- Your assignment -
Could you return each line of the material that has "events" in it?

- Study material -

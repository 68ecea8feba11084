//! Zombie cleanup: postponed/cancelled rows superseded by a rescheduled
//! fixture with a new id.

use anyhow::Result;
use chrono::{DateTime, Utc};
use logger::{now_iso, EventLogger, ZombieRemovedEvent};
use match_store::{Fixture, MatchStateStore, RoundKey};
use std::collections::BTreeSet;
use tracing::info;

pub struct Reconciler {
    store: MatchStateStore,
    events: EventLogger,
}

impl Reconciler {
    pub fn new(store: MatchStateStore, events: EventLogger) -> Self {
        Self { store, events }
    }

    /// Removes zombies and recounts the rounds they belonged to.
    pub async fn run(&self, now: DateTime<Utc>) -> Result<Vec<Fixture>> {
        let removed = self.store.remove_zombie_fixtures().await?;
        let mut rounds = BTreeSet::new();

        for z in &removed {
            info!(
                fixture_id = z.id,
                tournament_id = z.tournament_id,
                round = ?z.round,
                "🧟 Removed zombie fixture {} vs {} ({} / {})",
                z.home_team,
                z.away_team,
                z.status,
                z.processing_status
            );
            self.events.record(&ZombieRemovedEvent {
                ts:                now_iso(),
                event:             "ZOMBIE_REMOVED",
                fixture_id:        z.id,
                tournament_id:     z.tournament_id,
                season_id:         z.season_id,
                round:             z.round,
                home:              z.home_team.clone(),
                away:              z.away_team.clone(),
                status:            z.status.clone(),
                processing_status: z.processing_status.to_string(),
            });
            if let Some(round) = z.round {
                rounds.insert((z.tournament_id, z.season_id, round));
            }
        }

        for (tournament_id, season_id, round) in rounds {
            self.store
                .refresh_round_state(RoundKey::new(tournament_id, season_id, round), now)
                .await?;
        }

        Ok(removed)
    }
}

...

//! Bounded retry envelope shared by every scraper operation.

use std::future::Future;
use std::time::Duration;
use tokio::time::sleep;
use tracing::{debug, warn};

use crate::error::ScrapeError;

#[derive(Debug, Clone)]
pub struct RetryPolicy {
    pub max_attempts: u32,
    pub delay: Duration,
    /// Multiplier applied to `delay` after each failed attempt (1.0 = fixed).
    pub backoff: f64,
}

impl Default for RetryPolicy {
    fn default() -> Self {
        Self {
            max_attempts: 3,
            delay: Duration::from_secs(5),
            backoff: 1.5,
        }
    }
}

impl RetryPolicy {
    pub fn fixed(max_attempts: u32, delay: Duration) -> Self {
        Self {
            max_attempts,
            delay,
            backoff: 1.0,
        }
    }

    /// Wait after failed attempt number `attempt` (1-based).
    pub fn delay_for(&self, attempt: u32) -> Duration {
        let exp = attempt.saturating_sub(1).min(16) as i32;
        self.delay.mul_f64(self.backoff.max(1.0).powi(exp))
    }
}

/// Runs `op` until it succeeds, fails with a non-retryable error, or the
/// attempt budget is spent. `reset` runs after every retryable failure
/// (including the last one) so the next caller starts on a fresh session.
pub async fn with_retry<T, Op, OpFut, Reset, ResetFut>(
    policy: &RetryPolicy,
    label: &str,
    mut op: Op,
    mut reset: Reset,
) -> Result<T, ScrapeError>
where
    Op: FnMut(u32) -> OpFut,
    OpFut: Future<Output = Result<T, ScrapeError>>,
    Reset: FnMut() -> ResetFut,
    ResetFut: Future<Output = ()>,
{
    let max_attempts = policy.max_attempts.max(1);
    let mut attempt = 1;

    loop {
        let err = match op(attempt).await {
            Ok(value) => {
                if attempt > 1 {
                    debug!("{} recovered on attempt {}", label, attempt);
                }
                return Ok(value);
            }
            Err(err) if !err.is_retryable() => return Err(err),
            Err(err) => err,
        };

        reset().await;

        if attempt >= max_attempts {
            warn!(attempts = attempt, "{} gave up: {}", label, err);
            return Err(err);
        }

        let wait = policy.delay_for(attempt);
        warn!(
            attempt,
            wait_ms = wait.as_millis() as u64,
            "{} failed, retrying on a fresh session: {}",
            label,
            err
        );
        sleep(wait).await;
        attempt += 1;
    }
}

- Solution below -
    events: EventLogger,
    pub fn new(store: MatchStateStore, events: EventLogger) -> Self {
        Self { store, events }
            self.events.record(&ZombieRemovedEvent {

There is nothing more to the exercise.